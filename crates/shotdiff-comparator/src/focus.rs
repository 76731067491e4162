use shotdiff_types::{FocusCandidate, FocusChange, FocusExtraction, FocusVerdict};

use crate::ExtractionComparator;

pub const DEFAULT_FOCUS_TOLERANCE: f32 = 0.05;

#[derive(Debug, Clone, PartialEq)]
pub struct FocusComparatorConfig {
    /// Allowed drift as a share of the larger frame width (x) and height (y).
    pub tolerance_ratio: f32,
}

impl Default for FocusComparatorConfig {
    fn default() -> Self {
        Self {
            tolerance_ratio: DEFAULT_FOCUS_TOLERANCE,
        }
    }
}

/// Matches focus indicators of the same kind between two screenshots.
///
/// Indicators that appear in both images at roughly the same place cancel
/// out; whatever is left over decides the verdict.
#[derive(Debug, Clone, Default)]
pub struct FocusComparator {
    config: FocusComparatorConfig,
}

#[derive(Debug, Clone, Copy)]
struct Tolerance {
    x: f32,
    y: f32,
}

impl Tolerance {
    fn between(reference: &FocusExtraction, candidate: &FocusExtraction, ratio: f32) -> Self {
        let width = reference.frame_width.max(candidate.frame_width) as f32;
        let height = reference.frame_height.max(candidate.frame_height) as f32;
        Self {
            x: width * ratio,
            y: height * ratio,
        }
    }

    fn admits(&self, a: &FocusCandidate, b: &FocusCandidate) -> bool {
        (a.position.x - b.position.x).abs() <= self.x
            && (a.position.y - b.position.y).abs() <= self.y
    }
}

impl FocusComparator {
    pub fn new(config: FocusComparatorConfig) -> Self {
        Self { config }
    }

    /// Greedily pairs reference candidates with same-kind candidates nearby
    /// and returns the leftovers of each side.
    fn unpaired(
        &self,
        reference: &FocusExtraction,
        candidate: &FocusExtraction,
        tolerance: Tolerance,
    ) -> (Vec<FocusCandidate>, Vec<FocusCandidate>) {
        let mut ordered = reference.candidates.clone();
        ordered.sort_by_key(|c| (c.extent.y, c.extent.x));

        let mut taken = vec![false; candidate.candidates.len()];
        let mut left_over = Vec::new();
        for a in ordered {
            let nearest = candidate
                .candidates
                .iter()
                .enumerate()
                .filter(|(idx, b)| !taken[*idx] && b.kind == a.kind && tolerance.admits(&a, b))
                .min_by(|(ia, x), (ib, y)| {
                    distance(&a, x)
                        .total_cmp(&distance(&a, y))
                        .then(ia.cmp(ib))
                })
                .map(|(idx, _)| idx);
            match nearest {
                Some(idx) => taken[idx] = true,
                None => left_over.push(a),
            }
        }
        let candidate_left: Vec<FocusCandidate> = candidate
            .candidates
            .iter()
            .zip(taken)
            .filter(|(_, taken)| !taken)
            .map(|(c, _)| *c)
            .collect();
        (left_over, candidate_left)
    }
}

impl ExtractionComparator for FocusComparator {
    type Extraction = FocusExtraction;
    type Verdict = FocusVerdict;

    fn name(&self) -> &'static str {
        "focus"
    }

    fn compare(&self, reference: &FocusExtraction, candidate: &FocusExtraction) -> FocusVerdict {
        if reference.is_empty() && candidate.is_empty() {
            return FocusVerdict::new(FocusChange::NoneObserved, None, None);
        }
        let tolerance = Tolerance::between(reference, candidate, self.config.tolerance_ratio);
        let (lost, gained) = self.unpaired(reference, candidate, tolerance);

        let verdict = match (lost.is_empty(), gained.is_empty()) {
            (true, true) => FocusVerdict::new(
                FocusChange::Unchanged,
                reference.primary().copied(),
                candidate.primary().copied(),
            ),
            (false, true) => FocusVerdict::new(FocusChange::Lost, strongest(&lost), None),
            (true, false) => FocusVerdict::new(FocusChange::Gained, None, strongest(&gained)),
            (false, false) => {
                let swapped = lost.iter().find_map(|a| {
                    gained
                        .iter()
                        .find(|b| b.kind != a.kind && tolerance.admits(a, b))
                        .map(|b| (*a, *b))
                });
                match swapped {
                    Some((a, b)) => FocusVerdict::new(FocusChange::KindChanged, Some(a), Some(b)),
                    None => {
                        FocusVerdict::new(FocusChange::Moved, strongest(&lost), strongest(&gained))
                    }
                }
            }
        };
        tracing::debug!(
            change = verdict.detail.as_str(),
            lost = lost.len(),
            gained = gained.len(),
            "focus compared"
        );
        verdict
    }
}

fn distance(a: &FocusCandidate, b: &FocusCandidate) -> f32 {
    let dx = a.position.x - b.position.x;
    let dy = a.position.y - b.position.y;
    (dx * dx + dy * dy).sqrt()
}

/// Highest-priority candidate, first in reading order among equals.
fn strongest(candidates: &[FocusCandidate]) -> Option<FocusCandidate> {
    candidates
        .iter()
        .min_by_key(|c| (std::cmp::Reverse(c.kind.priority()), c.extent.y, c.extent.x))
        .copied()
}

++++++++

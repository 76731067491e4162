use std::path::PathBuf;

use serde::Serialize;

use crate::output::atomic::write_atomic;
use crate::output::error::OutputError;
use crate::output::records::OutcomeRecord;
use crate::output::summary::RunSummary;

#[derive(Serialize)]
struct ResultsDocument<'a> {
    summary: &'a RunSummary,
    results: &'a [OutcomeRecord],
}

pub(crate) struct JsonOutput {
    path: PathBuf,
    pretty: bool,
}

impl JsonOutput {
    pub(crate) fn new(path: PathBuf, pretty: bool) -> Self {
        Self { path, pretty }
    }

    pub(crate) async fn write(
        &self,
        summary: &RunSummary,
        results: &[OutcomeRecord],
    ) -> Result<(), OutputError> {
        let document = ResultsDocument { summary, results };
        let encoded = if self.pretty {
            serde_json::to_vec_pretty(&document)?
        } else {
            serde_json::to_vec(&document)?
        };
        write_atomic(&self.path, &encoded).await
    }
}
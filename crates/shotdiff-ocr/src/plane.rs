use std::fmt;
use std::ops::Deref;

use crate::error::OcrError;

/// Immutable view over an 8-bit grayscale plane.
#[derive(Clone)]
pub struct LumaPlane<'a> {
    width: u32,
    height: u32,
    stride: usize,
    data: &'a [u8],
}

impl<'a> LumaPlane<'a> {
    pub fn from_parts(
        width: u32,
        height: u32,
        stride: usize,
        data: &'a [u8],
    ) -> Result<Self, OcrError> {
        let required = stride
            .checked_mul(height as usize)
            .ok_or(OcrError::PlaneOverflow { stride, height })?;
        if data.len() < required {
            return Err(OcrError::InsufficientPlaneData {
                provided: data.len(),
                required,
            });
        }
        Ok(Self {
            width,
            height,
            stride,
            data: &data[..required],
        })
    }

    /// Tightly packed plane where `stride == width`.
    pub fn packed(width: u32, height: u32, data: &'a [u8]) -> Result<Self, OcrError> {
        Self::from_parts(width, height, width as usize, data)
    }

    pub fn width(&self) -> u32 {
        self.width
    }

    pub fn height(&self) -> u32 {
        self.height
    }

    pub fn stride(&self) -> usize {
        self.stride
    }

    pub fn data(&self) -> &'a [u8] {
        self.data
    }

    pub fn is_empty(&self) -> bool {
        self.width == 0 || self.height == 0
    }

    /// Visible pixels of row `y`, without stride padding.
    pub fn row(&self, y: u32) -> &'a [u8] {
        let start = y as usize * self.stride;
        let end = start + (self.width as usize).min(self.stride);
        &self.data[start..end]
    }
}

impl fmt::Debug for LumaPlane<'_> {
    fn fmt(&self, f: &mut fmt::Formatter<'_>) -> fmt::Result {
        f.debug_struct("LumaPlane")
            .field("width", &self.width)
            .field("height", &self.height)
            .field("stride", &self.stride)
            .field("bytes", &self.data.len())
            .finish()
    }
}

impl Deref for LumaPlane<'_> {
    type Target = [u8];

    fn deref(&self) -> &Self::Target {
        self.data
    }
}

++++++++

» **Task item**: Take from the material above the lines running from the one with "filename crates/shotdiff-comparator/src/focus.rs" through the one with "impl Default for", and repeat them exactly, with nothing else.

» **Solution for this task**:
filename crates/shotdiff-comparator/src/focus.rs
repository 76731067491e4162
use shotdiff_types::{FocusCandidate, FocusChange, FocusExtraction, FocusVerdict};

use crate::ExtractionComparator;

pub const DEFAULT_FOCUS_TOLERANCE: f32 = 0.05;

#[derive(Debug, Clone, PartialEq)]
pub struct FocusComparatorConfig {
    /// Allowed drift as a share of the larger frame width (x) and height (y).
    pub tolerance_ratio: f32,
}

impl Default for FocusComparatorConfig {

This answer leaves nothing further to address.